(WORK INSTRUCTIONS): Range to reproduce from the entries below: the line with "pub fn record_scan_failure(&self, duration_seconds: f64)", the line with "self.notifications_sent_total.increment(1);", and every line in between. Give them exactly and give nothing else.

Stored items

--- START ---

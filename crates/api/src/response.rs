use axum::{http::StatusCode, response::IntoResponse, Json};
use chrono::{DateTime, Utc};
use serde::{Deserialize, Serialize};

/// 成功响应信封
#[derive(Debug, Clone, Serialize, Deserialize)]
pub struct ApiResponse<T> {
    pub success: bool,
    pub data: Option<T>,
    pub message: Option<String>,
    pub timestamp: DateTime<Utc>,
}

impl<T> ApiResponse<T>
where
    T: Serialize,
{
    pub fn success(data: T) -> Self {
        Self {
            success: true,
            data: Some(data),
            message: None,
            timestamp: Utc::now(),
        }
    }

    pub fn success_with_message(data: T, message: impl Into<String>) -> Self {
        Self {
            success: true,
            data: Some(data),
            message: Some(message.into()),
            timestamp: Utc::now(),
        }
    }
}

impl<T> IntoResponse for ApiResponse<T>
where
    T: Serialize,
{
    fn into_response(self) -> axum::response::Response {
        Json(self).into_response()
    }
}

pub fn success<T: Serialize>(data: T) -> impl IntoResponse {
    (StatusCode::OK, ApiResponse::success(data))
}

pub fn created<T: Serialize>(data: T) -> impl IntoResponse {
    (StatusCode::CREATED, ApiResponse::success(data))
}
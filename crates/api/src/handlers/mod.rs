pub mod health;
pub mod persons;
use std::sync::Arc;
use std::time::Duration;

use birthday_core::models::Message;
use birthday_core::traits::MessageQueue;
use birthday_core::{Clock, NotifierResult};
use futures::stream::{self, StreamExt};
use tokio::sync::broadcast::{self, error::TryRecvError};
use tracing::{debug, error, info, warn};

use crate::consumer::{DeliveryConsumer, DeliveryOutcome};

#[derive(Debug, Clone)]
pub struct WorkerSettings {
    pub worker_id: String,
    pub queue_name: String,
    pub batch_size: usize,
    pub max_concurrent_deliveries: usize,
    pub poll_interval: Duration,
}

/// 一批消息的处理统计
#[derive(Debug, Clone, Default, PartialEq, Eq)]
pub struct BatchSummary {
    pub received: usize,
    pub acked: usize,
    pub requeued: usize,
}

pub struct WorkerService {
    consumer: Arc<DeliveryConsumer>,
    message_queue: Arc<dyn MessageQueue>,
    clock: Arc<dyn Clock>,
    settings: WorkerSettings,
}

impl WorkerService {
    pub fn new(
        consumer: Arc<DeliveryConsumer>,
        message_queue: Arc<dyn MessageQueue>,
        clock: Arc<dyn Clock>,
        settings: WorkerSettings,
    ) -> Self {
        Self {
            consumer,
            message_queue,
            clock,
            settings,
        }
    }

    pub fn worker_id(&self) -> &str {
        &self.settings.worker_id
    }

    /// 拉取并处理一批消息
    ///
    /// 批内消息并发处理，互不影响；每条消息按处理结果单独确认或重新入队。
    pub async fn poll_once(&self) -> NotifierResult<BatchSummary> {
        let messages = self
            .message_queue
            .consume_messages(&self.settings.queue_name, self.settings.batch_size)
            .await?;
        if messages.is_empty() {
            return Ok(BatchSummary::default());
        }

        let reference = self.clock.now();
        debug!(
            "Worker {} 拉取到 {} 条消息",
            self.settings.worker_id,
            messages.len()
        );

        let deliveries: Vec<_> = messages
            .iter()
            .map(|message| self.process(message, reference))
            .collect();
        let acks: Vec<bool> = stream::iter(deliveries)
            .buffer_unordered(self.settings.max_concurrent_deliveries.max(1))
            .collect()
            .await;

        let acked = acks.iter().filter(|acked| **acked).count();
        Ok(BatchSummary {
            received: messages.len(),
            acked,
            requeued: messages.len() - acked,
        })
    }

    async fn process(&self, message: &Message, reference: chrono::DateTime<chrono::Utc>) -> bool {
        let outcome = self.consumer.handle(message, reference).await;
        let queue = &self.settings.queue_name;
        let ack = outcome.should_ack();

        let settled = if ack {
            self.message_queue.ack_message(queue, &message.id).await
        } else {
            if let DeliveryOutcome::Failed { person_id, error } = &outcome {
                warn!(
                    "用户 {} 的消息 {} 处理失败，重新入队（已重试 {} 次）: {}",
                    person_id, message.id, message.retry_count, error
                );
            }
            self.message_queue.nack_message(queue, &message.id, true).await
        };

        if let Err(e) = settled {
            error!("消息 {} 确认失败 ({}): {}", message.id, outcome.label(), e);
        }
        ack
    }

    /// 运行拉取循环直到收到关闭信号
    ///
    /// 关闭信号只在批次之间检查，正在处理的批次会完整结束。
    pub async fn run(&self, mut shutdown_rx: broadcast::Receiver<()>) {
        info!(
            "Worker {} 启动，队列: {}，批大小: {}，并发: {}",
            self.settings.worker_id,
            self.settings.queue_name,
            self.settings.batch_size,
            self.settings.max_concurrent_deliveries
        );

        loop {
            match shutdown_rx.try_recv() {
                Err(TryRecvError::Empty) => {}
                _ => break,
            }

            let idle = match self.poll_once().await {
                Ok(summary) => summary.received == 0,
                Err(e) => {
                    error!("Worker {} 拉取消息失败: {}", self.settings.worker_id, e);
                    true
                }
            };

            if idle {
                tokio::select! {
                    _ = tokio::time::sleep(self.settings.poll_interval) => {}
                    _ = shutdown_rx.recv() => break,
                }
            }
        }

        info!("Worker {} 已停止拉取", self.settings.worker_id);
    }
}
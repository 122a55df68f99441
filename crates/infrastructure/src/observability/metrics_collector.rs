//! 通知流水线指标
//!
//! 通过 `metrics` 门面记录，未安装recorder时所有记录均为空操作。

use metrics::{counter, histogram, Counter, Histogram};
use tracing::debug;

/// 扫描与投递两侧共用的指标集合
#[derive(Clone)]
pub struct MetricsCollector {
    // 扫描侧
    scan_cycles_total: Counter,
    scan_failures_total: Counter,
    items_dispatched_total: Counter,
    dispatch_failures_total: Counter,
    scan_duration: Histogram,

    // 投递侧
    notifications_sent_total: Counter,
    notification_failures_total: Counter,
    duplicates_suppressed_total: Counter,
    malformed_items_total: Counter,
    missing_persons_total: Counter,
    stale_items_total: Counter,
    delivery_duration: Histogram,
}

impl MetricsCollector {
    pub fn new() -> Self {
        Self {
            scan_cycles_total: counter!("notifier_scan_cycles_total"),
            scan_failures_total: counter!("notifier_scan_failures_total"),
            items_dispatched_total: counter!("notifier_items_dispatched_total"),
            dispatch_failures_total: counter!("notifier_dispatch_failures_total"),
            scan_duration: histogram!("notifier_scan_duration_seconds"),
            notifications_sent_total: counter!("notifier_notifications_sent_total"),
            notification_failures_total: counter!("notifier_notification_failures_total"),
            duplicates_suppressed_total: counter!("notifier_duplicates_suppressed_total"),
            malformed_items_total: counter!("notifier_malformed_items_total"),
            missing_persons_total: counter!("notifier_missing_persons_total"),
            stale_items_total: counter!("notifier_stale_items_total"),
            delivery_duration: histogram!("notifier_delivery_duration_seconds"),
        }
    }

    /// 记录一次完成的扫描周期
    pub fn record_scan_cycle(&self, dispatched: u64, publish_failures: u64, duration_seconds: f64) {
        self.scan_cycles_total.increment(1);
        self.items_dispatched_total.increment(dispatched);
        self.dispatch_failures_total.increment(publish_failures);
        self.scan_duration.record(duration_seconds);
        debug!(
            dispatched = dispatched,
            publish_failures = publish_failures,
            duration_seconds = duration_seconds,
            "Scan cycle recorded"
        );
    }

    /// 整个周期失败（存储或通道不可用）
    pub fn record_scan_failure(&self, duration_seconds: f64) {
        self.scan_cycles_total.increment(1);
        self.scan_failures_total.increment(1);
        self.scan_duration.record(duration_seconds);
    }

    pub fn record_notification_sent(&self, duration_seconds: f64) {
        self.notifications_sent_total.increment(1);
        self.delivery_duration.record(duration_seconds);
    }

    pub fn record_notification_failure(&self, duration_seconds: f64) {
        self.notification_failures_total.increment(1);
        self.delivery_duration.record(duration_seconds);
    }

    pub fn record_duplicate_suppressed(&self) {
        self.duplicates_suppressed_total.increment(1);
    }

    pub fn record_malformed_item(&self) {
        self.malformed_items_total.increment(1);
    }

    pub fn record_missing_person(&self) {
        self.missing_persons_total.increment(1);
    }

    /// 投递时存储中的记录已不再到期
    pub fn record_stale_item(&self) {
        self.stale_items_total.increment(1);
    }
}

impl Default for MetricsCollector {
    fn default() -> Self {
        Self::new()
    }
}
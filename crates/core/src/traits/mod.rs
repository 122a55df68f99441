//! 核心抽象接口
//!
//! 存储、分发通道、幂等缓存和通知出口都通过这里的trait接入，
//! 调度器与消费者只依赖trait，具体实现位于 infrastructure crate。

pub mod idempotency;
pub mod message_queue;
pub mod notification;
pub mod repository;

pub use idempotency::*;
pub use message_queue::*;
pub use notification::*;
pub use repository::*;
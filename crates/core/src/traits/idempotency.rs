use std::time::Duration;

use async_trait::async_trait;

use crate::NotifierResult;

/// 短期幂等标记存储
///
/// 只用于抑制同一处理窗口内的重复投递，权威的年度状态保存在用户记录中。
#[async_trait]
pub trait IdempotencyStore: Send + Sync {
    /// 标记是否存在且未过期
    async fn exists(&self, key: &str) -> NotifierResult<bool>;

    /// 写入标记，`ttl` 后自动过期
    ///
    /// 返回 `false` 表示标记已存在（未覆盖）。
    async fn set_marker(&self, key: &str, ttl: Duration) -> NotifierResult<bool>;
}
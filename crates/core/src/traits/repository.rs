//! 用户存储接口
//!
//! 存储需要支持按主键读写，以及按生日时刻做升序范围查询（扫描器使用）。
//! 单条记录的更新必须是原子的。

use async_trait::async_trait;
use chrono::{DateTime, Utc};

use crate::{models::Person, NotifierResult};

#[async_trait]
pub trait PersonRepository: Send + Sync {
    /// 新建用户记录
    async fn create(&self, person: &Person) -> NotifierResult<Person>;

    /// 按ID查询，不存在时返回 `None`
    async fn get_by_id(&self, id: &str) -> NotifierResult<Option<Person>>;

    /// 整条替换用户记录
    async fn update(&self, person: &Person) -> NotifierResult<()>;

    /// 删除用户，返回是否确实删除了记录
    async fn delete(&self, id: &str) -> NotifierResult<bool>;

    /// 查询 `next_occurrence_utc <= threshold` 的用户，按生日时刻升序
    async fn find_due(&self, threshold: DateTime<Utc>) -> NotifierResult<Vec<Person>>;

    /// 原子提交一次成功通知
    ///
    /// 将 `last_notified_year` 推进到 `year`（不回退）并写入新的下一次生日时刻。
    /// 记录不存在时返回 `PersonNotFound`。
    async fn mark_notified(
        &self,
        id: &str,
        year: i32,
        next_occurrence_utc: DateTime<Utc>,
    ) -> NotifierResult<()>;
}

--- END ---
--- START ---

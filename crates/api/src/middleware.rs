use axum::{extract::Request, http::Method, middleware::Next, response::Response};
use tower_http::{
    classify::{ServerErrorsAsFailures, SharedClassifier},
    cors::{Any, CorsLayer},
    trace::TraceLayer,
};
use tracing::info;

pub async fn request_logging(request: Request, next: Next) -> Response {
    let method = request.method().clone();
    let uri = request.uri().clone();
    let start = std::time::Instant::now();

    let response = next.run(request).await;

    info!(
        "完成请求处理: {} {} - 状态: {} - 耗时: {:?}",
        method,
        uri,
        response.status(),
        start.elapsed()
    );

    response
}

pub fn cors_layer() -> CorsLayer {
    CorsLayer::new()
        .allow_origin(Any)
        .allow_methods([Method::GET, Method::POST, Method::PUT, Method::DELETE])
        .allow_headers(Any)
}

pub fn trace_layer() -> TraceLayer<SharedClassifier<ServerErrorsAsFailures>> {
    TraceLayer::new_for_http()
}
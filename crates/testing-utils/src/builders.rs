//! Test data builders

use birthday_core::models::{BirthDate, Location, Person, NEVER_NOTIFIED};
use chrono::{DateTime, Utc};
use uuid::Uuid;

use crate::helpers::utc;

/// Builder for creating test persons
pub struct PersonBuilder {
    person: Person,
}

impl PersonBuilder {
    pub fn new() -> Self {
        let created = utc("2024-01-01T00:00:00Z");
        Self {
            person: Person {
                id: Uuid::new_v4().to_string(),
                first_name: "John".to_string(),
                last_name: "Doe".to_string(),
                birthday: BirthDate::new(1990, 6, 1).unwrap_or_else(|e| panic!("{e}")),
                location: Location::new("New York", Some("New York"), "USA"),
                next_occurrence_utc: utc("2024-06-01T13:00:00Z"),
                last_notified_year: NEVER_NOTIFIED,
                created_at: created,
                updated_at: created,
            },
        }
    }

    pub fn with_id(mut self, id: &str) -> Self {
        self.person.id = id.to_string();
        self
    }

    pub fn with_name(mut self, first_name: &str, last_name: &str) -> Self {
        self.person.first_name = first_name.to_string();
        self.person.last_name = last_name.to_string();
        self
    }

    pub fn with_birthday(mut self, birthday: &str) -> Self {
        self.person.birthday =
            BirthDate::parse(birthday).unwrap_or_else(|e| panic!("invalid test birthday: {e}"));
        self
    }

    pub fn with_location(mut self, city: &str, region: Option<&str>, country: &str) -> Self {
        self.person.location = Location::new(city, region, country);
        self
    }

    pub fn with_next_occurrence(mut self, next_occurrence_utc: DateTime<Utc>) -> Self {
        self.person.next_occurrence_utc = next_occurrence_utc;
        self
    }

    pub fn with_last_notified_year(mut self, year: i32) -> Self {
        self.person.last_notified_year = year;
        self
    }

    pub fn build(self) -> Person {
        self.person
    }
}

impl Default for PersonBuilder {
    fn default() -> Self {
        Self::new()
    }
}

--- END ---

(EXERCISE OUTPUT):
    pub fn record_scan_failure(&self, duration_seconds: f64) {
        self.scan_cycles_total.increment(1);
        self.scan_failures_total.increment(1);
        self.scan_duration.record(duration_seconds);
    }

    pub fn record_notification_sent(&self, duration_seconds: f64) {
        self.notifications_sent_total.increment(1);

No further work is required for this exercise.